● **HOW TO COMPLETE THIS TASK**
I need the lines below from the one with "Drop-down with a" down to the one with "to a block." reproduced exactly, both ends included, and nothing else.

[Extracted data entries]
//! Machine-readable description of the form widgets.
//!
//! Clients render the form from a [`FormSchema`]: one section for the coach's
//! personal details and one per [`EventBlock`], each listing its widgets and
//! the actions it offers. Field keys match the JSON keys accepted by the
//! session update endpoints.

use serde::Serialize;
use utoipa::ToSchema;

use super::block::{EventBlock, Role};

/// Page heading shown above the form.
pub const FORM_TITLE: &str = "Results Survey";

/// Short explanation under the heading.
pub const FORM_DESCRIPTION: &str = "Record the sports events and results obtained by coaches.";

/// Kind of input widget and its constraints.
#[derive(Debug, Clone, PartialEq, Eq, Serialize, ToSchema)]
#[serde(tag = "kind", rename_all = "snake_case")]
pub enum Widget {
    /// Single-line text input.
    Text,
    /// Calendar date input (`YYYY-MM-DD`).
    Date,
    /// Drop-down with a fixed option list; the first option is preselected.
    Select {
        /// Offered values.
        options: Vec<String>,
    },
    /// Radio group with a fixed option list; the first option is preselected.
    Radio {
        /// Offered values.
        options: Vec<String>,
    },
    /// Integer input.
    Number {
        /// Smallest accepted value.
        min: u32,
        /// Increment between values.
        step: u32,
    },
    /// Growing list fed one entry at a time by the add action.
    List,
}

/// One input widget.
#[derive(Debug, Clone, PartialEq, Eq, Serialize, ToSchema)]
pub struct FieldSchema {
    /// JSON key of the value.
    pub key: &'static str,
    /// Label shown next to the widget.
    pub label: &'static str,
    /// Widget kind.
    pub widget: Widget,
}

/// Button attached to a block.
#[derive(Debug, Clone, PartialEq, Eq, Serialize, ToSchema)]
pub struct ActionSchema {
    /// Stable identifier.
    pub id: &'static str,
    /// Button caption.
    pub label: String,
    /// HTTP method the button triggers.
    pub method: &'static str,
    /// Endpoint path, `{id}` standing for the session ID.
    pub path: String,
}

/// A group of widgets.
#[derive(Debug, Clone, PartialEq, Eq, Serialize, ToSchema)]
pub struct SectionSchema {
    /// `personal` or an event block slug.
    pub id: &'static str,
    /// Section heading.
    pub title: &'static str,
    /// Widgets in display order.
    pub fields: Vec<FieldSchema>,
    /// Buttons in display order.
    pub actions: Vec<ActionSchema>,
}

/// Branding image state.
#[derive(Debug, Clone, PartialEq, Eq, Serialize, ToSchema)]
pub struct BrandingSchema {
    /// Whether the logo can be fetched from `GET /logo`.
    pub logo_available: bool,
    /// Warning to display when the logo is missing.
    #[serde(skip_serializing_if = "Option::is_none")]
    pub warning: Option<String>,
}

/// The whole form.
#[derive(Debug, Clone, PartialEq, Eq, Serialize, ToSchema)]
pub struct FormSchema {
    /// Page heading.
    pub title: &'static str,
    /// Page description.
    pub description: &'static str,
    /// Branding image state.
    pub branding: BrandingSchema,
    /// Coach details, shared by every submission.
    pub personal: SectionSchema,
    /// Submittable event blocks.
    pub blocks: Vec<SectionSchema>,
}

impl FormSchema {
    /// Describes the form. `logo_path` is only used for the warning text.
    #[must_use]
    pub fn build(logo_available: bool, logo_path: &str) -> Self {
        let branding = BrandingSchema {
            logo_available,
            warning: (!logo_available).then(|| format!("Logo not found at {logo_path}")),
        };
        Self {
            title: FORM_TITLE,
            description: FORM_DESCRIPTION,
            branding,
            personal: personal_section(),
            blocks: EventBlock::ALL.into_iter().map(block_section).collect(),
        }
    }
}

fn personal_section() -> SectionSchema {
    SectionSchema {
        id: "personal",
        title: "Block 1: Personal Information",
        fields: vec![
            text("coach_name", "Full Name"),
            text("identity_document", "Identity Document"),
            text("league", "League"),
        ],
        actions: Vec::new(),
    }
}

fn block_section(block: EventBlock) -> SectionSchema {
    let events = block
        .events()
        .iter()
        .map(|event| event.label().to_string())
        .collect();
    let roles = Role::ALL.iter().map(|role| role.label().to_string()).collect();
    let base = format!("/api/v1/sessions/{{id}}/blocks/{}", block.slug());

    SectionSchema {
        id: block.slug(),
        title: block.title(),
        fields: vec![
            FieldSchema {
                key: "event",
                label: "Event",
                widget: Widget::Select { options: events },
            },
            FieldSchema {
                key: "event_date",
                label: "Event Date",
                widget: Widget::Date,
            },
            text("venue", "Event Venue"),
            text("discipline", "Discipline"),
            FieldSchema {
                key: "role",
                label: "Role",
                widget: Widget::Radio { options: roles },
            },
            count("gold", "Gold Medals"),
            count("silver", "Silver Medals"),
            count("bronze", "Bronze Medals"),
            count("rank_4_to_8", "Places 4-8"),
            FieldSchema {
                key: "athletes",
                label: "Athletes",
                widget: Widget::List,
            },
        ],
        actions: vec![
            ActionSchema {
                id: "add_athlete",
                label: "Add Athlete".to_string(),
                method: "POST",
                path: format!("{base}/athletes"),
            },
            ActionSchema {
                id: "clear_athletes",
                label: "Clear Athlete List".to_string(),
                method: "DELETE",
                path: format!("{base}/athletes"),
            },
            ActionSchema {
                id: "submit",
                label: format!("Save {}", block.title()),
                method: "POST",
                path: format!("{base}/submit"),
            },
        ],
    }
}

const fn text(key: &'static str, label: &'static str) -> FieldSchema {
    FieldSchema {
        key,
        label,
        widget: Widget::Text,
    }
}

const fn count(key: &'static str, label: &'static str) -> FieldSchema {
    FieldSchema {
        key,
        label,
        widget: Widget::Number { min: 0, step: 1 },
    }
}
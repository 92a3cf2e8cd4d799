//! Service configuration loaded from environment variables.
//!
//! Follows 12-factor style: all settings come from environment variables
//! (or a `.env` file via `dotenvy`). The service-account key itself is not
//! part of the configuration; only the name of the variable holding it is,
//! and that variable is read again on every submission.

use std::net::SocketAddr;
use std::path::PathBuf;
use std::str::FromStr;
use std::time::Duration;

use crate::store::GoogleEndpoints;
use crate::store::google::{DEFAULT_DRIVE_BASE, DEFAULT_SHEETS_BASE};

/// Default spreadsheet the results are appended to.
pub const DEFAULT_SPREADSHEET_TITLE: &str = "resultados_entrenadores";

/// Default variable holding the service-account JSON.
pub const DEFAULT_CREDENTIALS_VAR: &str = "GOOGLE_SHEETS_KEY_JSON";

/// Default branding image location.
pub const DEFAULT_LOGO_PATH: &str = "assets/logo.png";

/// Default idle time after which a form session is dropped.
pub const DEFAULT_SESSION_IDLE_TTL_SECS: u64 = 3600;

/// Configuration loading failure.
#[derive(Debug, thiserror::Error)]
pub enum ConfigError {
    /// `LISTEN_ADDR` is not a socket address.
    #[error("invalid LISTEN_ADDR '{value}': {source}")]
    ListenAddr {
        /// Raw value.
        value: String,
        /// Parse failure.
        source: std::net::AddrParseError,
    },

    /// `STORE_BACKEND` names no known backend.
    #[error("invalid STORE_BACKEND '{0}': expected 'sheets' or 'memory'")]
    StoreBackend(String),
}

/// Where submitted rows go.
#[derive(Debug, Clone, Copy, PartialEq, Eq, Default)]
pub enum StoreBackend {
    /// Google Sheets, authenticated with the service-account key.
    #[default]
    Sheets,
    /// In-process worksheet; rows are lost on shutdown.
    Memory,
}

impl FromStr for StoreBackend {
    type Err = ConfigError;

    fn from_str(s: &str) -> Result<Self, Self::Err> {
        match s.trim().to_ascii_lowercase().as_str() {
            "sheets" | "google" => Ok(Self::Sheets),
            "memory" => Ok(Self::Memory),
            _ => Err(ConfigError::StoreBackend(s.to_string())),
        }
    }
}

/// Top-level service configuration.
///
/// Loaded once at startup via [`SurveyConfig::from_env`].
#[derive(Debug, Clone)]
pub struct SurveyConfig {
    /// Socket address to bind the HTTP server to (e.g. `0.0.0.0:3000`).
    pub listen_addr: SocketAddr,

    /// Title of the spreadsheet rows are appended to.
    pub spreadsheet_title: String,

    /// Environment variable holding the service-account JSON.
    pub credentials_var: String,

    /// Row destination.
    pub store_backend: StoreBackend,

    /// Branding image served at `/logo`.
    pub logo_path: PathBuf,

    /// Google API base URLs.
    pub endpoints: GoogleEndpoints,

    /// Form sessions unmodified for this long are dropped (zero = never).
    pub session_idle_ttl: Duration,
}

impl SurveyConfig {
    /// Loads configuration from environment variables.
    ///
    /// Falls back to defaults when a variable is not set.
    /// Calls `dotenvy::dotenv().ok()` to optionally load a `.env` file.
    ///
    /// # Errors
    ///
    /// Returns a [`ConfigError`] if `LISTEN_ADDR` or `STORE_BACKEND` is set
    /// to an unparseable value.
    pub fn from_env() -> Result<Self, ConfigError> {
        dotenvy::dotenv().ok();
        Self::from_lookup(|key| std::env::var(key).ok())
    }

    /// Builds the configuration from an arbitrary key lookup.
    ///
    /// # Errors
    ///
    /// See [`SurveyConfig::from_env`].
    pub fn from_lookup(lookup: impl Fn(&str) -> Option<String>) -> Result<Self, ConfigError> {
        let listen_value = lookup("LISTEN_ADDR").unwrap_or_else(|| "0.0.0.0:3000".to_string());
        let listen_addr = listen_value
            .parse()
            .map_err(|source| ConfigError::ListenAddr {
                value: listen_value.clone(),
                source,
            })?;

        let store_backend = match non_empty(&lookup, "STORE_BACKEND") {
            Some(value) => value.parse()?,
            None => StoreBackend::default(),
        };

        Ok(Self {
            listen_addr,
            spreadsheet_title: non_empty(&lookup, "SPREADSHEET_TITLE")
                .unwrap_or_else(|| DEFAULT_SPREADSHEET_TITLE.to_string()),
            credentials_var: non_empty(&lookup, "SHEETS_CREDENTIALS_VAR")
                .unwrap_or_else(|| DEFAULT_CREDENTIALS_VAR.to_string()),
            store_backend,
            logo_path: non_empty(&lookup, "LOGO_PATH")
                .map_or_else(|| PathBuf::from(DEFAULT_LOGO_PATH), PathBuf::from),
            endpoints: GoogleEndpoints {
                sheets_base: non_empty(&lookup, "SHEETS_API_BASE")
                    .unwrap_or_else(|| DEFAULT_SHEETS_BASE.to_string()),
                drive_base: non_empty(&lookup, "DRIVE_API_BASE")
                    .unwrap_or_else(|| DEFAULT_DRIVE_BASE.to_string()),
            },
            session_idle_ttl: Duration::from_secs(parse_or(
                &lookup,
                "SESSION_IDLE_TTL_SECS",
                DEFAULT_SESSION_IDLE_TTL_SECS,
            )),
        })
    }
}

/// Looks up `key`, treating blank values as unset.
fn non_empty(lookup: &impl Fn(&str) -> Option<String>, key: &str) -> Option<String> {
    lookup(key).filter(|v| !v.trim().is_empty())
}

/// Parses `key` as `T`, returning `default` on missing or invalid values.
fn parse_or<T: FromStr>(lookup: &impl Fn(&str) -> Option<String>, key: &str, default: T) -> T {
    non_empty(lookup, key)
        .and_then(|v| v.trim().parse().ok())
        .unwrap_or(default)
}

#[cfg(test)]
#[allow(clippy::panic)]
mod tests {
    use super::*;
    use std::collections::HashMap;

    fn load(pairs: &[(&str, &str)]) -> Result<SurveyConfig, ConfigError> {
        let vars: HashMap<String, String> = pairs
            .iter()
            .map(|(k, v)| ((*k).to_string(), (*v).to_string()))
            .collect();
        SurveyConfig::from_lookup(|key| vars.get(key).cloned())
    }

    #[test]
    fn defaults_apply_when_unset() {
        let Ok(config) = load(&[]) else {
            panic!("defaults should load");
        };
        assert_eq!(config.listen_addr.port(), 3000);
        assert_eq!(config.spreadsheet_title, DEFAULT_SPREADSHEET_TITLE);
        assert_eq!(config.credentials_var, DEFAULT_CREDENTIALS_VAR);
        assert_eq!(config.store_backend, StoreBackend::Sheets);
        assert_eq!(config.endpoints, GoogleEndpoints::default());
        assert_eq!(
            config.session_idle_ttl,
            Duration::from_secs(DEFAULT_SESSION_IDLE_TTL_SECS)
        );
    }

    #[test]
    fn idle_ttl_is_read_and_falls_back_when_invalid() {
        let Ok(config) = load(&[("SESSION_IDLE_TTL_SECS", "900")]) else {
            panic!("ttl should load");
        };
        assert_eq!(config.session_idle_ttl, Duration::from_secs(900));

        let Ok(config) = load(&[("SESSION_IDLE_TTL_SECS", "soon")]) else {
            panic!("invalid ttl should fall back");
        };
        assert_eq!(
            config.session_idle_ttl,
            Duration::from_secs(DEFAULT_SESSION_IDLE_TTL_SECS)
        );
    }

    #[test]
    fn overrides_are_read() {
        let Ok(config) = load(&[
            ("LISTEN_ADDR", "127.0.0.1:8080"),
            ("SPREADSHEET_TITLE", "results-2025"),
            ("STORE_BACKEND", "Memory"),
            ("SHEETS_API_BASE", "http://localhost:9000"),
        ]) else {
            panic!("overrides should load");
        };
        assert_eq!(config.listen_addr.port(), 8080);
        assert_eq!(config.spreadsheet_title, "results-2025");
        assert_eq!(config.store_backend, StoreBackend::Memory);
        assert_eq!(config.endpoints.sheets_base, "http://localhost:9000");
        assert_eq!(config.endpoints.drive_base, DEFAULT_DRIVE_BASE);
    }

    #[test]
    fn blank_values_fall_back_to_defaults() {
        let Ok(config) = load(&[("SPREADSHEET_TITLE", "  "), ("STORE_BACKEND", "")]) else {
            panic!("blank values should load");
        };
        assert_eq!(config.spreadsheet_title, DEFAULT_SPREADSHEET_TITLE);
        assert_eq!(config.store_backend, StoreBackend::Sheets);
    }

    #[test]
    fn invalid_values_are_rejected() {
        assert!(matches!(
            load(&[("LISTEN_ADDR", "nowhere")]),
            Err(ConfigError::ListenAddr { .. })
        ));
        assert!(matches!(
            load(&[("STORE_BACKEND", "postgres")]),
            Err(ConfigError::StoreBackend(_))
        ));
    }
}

● **EXERCISE SOLUTION**
    /// Drop-down with a fixed option list; the first option is preselected.
    Select {
        /// Offered values.
        options: Vec<String>,
    },
    /// Radio group with a fixed option list; the first option is preselected.
    Radio {
        /// Offered values.
        options: Vec<String>,
    },
    /// Integer input.
    Number {
        /// Smallest accepted value.
        min: u32,
        /// Increment between values.
        step: u32,
    },
    /// Growing list fed one entry at a time by the add action.
    List,
}

/// One input widget.
#[derive(Debug, Clone, PartialEq, Eq, Serialize, ToSchema)]
pub struct FieldSchema {
    /// JSON key of the value.
    pub key: &'static str,
    /// Label shown next to the widget.
    pub label: &'static str,
    /// Widget kind.
    pub widget: Widget,
}

/// Button attached to a block.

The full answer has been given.